Do: 1. Install Kyverno if not present: helm install kyverno kyverno/kyverno -n kyverno --create-namespace 2. Apply a require-non-root policy:

apiVersion: kyverno.io/v1
kind: ClusterPolicy
metadata:
  name: require-run-as-non-root
spec:
  validationFailureAction: enforce
  rules:
    - name: check-runAsNonRoot
      match:
        resources:
          kinds: [Pod]
      validate:
        message: "Containers must not run as root. Set securityContext.runAsNonRoot=true."
        pattern:
          spec:
            containers:
              - securityContext:
                  runAsNonRoot: true
3. Start in audit mode (change enforce to audit) and review violations before switching to enforce Verify: kubectl apply of a root-running pod is blocked with the policy message. Existing pods are reported as violations in audit mode.
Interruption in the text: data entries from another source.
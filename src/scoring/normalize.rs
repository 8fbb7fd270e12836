//! Audit score normalization
//!
//! Maps a raw audit result onto the 0-100 scale and decides whether the
//! audit may carry weight in its category average.

use crate::models::{AuditRef, AuditResult};

/// Score assigned to not-applicable audits. They are displayed as passing
/// but never counted.
const NOT_APPLICABLE_SCORE: f64 = 100.0;

/// A normalized audit: its 0-100 score and the weight it carries
#[derive(Debug, Clone, Copy, PartialEq)]
pub struct NormalizedAudit {
    pub score: f64,
    pub weight: f64,
}

impl NormalizedAudit {
    /// Score 0, weight 0: present in the report, invisible to the average
    const UNSCORED: NormalizedAudit = NormalizedAudit {
        score: 0.0,
        weight: 0.0,
    };

    pub fn is_counted(&self) -> bool {
        self.weight > 0.0
    }
}

/// Normalize the result for `audit_ref`, if one was produced.
///
/// Missing results and results without a score are unscored. Booleans map
/// to 100/0, numbers pass through, and not-applicable audits score 100
/// with no weight.
pub fn normalize(audit_ref: &AuditRef, result: Option<&AuditResult>) -> NormalizedAudit {
    let Some(result) = result else {
        return NormalizedAudit::UNSCORED;
    };

    if result.not_applicable {
        return NormalizedAudit {
            score: NOT_APPLICABLE_SCORE,
            weight: 0.0,
        };
    }

    match result.score.as_score() {
        Some(score) => NormalizedAudit {
            score,
            weight: audit_ref.weight(),
        },
        None => NormalizedAudit::UNSCORED,
    }
}

#[cfg(test)]
mod tests {
    use super::*;
    use crate::models::Scored;
    use serde_json::json;

    #[test]
    fn test_boolean_scores() {
        let r = AuditRef::new("a", 2.0);
        assert_eq!(
            normalize(&r, Some(&AuditResult::scored(true))),
            NormalizedAudit {
                score: 100.0,
                weight: 2.0,
            }
        );
        assert_eq!(
            normalize(&r, Some(&AuditResult::scored(false))),
            NormalizedAudit {
                score: 0.0,
                weight: 2.0,
            }
        );
    }

    #[test]
    fn test_numeric_passes_through() {
        let r = AuditRef::new("a", 1.0);
        let n = normalize(&r, Some(&AuditResult::scored(37.5)));
        assert_eq!(n.score, 37.5);
        assert!(n.is_counted());
    }

    #[test]
    fn test_unscored_forces_zero_weight() {
        let r = AuditRef::new("a", 10.0);
        let n = normalize(&r, Some(&AuditResult::informative(json!("you passed"))));
        assert_eq!(n, NormalizedAudit::UNSCORED);
        assert!(!n.is_counted());
    }

    #[test]
    fn test_missing_result_is_unscored() {
        let r = AuditRef::new("a", 10.0);
        assert_eq!(normalize(&r, None), NormalizedAudit::UNSCORED);
    }

    #[test]
    fn test_undeclared_weight_is_zero() {
        let r = AuditRef {
            id: "a".into(),
            weight: None,
        };
        let n = normalize(&r, Some(&AuditResult::scored(true)));
        assert_eq!(n.score, 100.0);
        assert_eq!(n.weight, 0.0);
    }

    #[test]
    fn test_not_applicable() {
        let r = AuditRef::new("a", 3.0);
        let result = AuditResult {
            score: Scored::Boolean(false),
            not_applicable: true,
            ..Default::default()
        };
        assert_eq!(
            normalize(&r, Some(&result)),
            NormalizedAudit {
                score: 100.0,
                weight: 0.0,
            }
        );
    }
}
//! Category report builder
//!
//! Normalizes every audit a category references, averages them by weight,
//! and assembles the categories in specification order.

use super::normalize::normalize;
use super::weighted_mean::clamped_weighted_mean;
use crate::models::{
    AuditReport, AuditResults, CategoryReport, CategorySpec, ReportJson, ReportSpec,
};
use tracing::{debug, info, warn};

/// Builds reports for one category specification.
///
/// Holds no state besides the borrowed spec, so one builder can score any
/// number of result sets.
pub struct ReportBuilder<'a> {
    spec: &'a ReportSpec,
}

impl<'a> ReportBuilder<'a> {
    pub fn new(spec: &'a ReportSpec) -> Self {
        Self { spec }
    }

    /// Score every category against `results`
    pub fn generate_report_json(&self, results: &AuditResults) -> ReportJson {
        let categories: Vec<CategoryReport> = self
            .spec
            .categories
            .iter()
            .map(|(id, category)| self.build_category(id, category, results))
            .collect();

        let score = clamped_weighted_mean(&categories);

        info!(
            "Report score: {:.1} across {} categories",
            score,
            categories.len()
        );

        ReportJson { score, categories }
    }

    fn build_category(
        &self,
        id: &str,
        category: &CategorySpec,
        results: &AuditResults,
    ) -> CategoryReport {
        let audits: Vec<AuditReport> = category
            .audits
            .iter()
            .map(|audit_ref| {
                let result = results.get(&audit_ref.id);
                if result.is_none() {
                    warn!(
                        "No result for audit '{}' in category '{}'; scoring it as unscored",
                        audit_ref.id, id
                    );
                }
                let normalized = normalize(audit_ref, result);
                AuditReport {
                    id: audit_ref.id.clone(),
                    weight: normalized.weight,
                    score: normalized.score,
                    result: result.cloned(),
                }
            })
            .collect();

        let score = clamped_weighted_mean(&audits);
        let counted = audits.iter().filter(|a| a.weight > 0.0).count();

        debug!(
            "Category '{}': {:.1} ({} of {} audits weighted)",
            id,
            score,
            counted,
            audits.len()
        );

        CategoryReport {
            id: id.to_string(),
            name: category.name.clone(),
            description: category.description.clone(),
            weight: category.weight,
            score,
            audits,
        }
    }
}

/// Score `results` against `spec`.
///
/// Shorthand for `ReportBuilder::new(spec).generate_report_json(results)`.
pub fn generate_report_json(spec: &ReportSpec, results: &AuditResults) -> ReportJson {
    ReportBuilder::new(spec).generate_report_json(results)
}
//! Core data models for audit-report
//!
//! Inputs (audit results and the category specification) and the report
//! produced from them. JSON field names are camelCase to match what
//! auditing pipelines emit and what renderers consume.

use crate::error::{ReportError, Result};
use indexmap::IndexMap;
use serde::de::{self, Deserializer, Visitor};
use serde::{Deserialize, Serialize, Serializer};
use std::collections::HashSet;
use std::fmt;

/// Audit results keyed by audit id
pub type AuditResults = IndexMap<String, AuditResult>;

/// The `score` field of an audit result.
///
/// Pass/fail audits report a boolean, measured audits report a number
/// already expressed on a 0-100 scale, and informational audits report
/// nothing at all.
#[derive(Debug, Clone, Copy, PartialEq, Default)]
pub enum Scored {
    Boolean(bool),
    Numeric(f64),
    #[default]
    Absent,
}

impl Scored {
    pub fn is_absent(&self) -> bool {
        matches!(self, Scored::Absent)
    }

    /// Score on the 0-100 scale, or `None` for informational audits.
    ///
    /// Numbers pass through unchanged; NaN counts as 0.
    pub fn as_score(&self) -> Option<f64> {
        match self {
            Scored::Boolean(true) => Some(100.0),
            Scored::Boolean(false) => Some(0.0),
            Scored::Numeric(n) if n.is_nan() => Some(0.0),
            Scored::Numeric(n) => Some(*n),
            Scored::Absent => None,
        }
    }
}

impl From<bool> for Scored {
    fn from(value: bool) -> Self {
        Scored::Boolean(value)
    }
}

impl From<f64> for Scored {
    fn from(value: f64) -> Self {
        Scored::Numeric(value)
    }
}

impl Serialize for Scored {
    fn serialize<S: Serializer>(&self, serializer: S) -> std::result::Result<S::Ok, S::Error> {
        match self {
            Scored::Boolean(b) => serializer.serialize_bool(*b),
            Scored::Numeric(n) => serializer.serialize_f64(*n),
            Scored::Absent => serializer.serialize_none(),
        }
    }
}

struct ScoredVisitor;

impl<'de> Visitor<'de> for ScoredVisitor {
    type Value = Scored;

    fn expecting(&self, f: &mut fmt::Formatter<'_>) -> fmt::Result {
        f.write_str("a boolean, a number, or null")
    }

    fn visit_bool<E: de::Error>(self, v: bool) -> std::result::Result<Scored, E> {
        Ok(Scored::Boolean(v))
    }

    fn visit_i64<E: de::Error>(self, v: i64) -> std::result::Result<Scored, E> {
        Ok(Scored::Numeric(v as f64))
    }

    fn visit_u64<E: de::Error>(self, v: u64) -> std::result::Result<Scored, E> {
        Ok(Scored::Numeric(v as f64))
    }

    fn visit_f64<E: de::Error>(self, v: f64) -> std::result::Result<Scored, E> {
        Ok(Scored::Numeric(v))
    }

    fn visit_unit<E: de::Error>(self) -> std::result::Result<Scored, E> {
        Ok(Scored::Absent)
    }

    fn visit_none<E: de::Error>(self) -> std::result::Result<Scored, E> {
        Ok(Scored::Absent)
    }

    fn visit_some<D: Deserializer<'de>>(self, d: D) -> std::result::Result<Scored, D::Error> {
        Scored::deserialize(d)
    }
}

impl<'de> Deserialize<'de> for Scored {
    fn deserialize<D: Deserializer<'de>>(deserializer: D) -> std::result::Result<Self, D::Error> {
        deserializer.deserialize_any(ScoredVisitor)
    }
}

fn is_false(b: &bool) -> bool {
    !*b
}

/// Raw result of a single audit, as produced by the auditing pipeline
#[derive(Debug, Clone, Default, PartialEq, Serialize, Deserialize)]
#[serde(rename_all = "camelCase")]
pub struct AuditResult {
    #[serde(default, skip_serializing_if = "Scored::is_absent")]
    pub score: Scored,
    #[serde(default, skip_serializing_if = "Option::is_none")]
    pub raw_value: Option<serde_json::Value>,
    #[serde(default, skip_serializing_if = "Option::is_none")]
    pub extended_info: Option<serde_json::Value>,
    #[serde(default, skip_serializing_if = "Option::is_none")]
    pub display_value: Option<String>,
    /// The audit's checks had nothing to run against
    #[serde(default, skip_serializing_if = "is_false")]
    pub not_applicable: bool,
    #[serde(default, skip_serializing_if = "is_false")]
    pub error: bool,
    #[serde(default, skip_serializing_if = "Option::is_none")]
    pub debug_string: Option<String>,
}

impl AuditResult {
    /// Result carrying only a score
    pub fn scored(score: impl Into<Scored>) -> Self {
        Self {
            score: score.into(),
            ..Default::default()
        }
    }

    /// Informational result: a raw value and no score
    pub fn informative(raw_value: serde_json::Value) -> Self {
        Self {
            raw_value: Some(raw_value),
            ..Default::default()
        }
    }
}

/// Reference from a category to one of its member audits
#[derive(Debug, Clone, PartialEq, Serialize, Deserialize)]
pub struct AuditRef {
    pub id: String,
    #[serde(default, skip_serializing_if = "Option::is_none")]
    pub weight: Option<f64>,
}

impl AuditRef {
    pub fn new(id: impl Into<String>, weight: f64) -> Self {
        Self {
            id: id.into(),
            weight: Some(weight),
        }
    }

    /// Configured weight, 0 when not declared or not finite
    pub fn weight(&self) -> f64 {
        self.weight.filter(|w| w.is_finite()).unwrap_or(0.0)
    }
}

/// A category as declared in the report specification
#[derive(Debug, Clone, Default, PartialEq, Serialize, Deserialize)]
pub struct CategorySpec {
    #[serde(default, skip_serializing_if = "Option::is_none")]
    pub name: Option<String>,
    #[serde(default, skip_serializing_if = "Option::is_none")]
    pub description: Option<String>,
    /// Weight of this category in the report-level score
    #[serde(default, skip_serializing_if = "Option::is_none")]
    pub weight: Option<f64>,
    #[serde(default)]
    pub audits: Vec<AuditRef>,
}

/// Category specification, keyed by category id in declaration order
#[derive(Debug, Clone, Default, PartialEq, Serialize, Deserialize)]
pub struct ReportSpec {
    #[serde(default)]
    pub categories: IndexMap<String, CategorySpec>,
}

impl ReportSpec {
    /// Reject specs that would silently produce a wrong report.
    pub fn validate(&self) -> Result<()> {
        for (id, category) in &self.categories {
            if id.trim().is_empty() {
                return Err(ReportError::InvalidSpec(
                    "category with an empty id".to_string(),
                ));
            }
            check_weight(category.weight, || format!("category `{id}`"))?;

            let mut seen = HashSet::new();
            for audit in &category.audits {
                if audit.id.trim().is_empty() {
                    return Err(ReportError::InvalidSpec(format!(
                        "category `{id}` lists an audit with an empty id"
                    )));
                }
                if !seen.insert(audit.id.as_str()) {
                    return Err(ReportError::InvalidSpec(format!(
                        "category `{id}` lists audit `{}` more than once",
                        audit.id
                    )));
                }
                check_weight(audit.weight, || {
                    format!("audit `{}` in category `{id}`", audit.id)
                })?;
            }
        }
        Ok(())
    }
}

fn check_weight(weight: Option<f64>, owner: impl FnOnce() -> String) -> Result<()> {
    match weight {
        Some(w) if !w.is_finite() || w < 0.0 => Err(ReportError::InvalidSpec(format!(
            "{} has invalid weight {w} (must be a finite, non-negative number)",
            owner()
        ))),
        _ => Ok(()),
    }
}

/// One audit as it appears in a category of the finished report
#[derive(Debug, Clone, PartialEq, Serialize, Deserialize)]
pub struct AuditReport {
    pub id: String,
    /// Weight actually used for the category average
    pub weight: f64,
    /// Normalized 0-100 score
    pub score: f64,
    #[serde(default, skip_serializing_if = "Option::is_none")]
    pub result: Option<AuditResult>,
}

/// A scored category
#[derive(Debug, Clone, PartialEq, Serialize, Deserialize)]
pub struct CategoryReport {
    pub id: String,
    #[serde(default, skip_serializing_if = "Option::is_none")]
    pub name: Option<String>,
    #[serde(default, skip_serializing_if = "Option::is_none")]
    pub description: Option<String>,
    #[serde(default, skip_serializing_if = "Option::is_none")]
    pub weight: Option<f64>,
    pub score: f64,
    pub audits: Vec<AuditReport>,
}

/// The finished report
#[derive(Debug, Clone, PartialEq, Serialize, Deserialize)]
pub struct ReportJson {
    /// Weighted mean of the category scores by category weight
    pub score: f64,
    pub categories: Vec<CategoryReport>,
}
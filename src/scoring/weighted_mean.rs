//! Weighted arithmetic mean tolerant of missing values

use crate::models::{AuditReport, CategoryReport};

/// Anything that contributes a (score, weight) pair to an average.
///
/// Either side may be missing; a missing value counts as 0.
pub trait Weighted {
    fn score(&self) -> Option<f64>;
    fn weight(&self) -> Option<f64>;
}

/// A bare (score, weight) pair
#[derive(Debug, Clone, Copy, Default, PartialEq)]
pub struct ScoreItem {
    pub score: Option<f64>,
    pub weight: Option<f64>,
}

impl ScoreItem {
    pub fn new(score: f64, weight: f64) -> Self {
        Self {
            score: Some(score),
            weight: Some(weight),
        }
    }

    pub fn score_only(score: f64) -> Self {
        Self {
            score: Some(score),
            weight: None,
        }
    }

    pub fn weight_only(weight: f64) -> Self {
        Self {
            score: None,
            weight: Some(weight),
        }
    }
}

impl Weighted for ScoreItem {
    fn score(&self) -> Option<f64> {
        self.score
    }

    fn weight(&self) -> Option<f64> {
        self.weight
    }
}

impl Weighted for AuditReport {
    fn score(&self) -> Option<f64> {
        Some(self.score)
    }

    fn weight(&self) -> Option<f64> {
        Some(self.weight)
    }
}

impl Weighted for CategoryReport {
    fn score(&self) -> Option<f64> {
        Some(self.score)
    }

    fn weight(&self) -> Option<f64> {
        self.weight
    }
}

/// Weighted arithmetic mean of `items`.
///
/// Returns 0 when the total weight is 0, which includes the empty list.
/// Scores are not range-checked here.
pub fn weighted_mean<T: Weighted>(items: &[T]) -> f64 {
    let (sum_score_weight, sum_weight) =
        items
            .iter()
            .fold((0.0, 0.0), |(sum_score_weight, sum_weight), item| {
                let score = item.score().unwrap_or(0.0);
                let weight = item.weight().unwrap_or(0.0);
                (sum_score_weight + score * weight, sum_weight + weight)
            });

    if sum_weight == 0.0 {
        return 0.0;
    }
    sum_score_weight / sum_weight
}

/// [`weighted_mean`] clamped into the 0-100 score range.
///
/// A NaN mean (from a NaN score or weight in an unvalidated spec) is 0.
pub fn clamped_weighted_mean<T: Weighted>(items: &[T]) -> f64 {
    let mean = weighted_mean(items);
    if mean.is_nan() {
        return 0.0;
    }
    mean.clamp(0.0, 100.0)
}
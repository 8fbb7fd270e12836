//! Input loading for audit-report
//!
//! This module handles:
//! - Category configuration (audit-report.toml / .auditreportrc.json)
//! - Audit result files produced by the auditing pipeline

mod audit_results;
mod report_config;

pub use audit_results::{load_audit_results, parse_audit_results};
pub use report_config::{find_report_config, load_report_config, CONFIG_FILE_NAMES};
⚠️ Escalation: Privileged Container with Host Mount

When: Container is running privileged AND has a host filesystem or Docker socket mount — especially in production. Who: Security team lead immediately; CISO if there is any evidence of active exploitation. Include in page: Pod name, namespace, node name, what volumes are mounted (paths), whether the container is internet-facing, whether there is any evidence of exploitation (unusual processes, outbound connections), and proposed containment plan.


Edge Cases

  • The container is a DaemonSet for a legitimate node agent (Datadog, Falco, Fluent Bit, CNI plugin): These legitimately need host access. Document the exception in your security posture, apply the most restrictive securityContext that still allows function, and ensure the workload is from a trusted image with a pinned digest.
  • The container is running as root but readOnlyRootFilesystem: true is set: This reduces but does not eliminate risk. A read-only root filesystem still allows exploiting kernel vulnerabilities. Fix the root user issue separately.
  • The Dockerfile is not in your control (third-party image): Use a runAsUser override in the pod spec: securityContext.runAsUser: 1000. This may fail if the image has files owned only by root — test carefully and check for permission errors.
  • The container has been running as root for years with no incidents: This is not evidence of safety; it is evidence of being lucky. Apply the fix — the blast radius does not decrease over time.
  • PSP is deprecated in your Kubernetes version: PodSecurityPolicy was removed in Kubernetes 1.25. Migrate to Pod Security Standards (namespace labels) or a third-party admission controller (Kyverno, OPA Gatekeeper).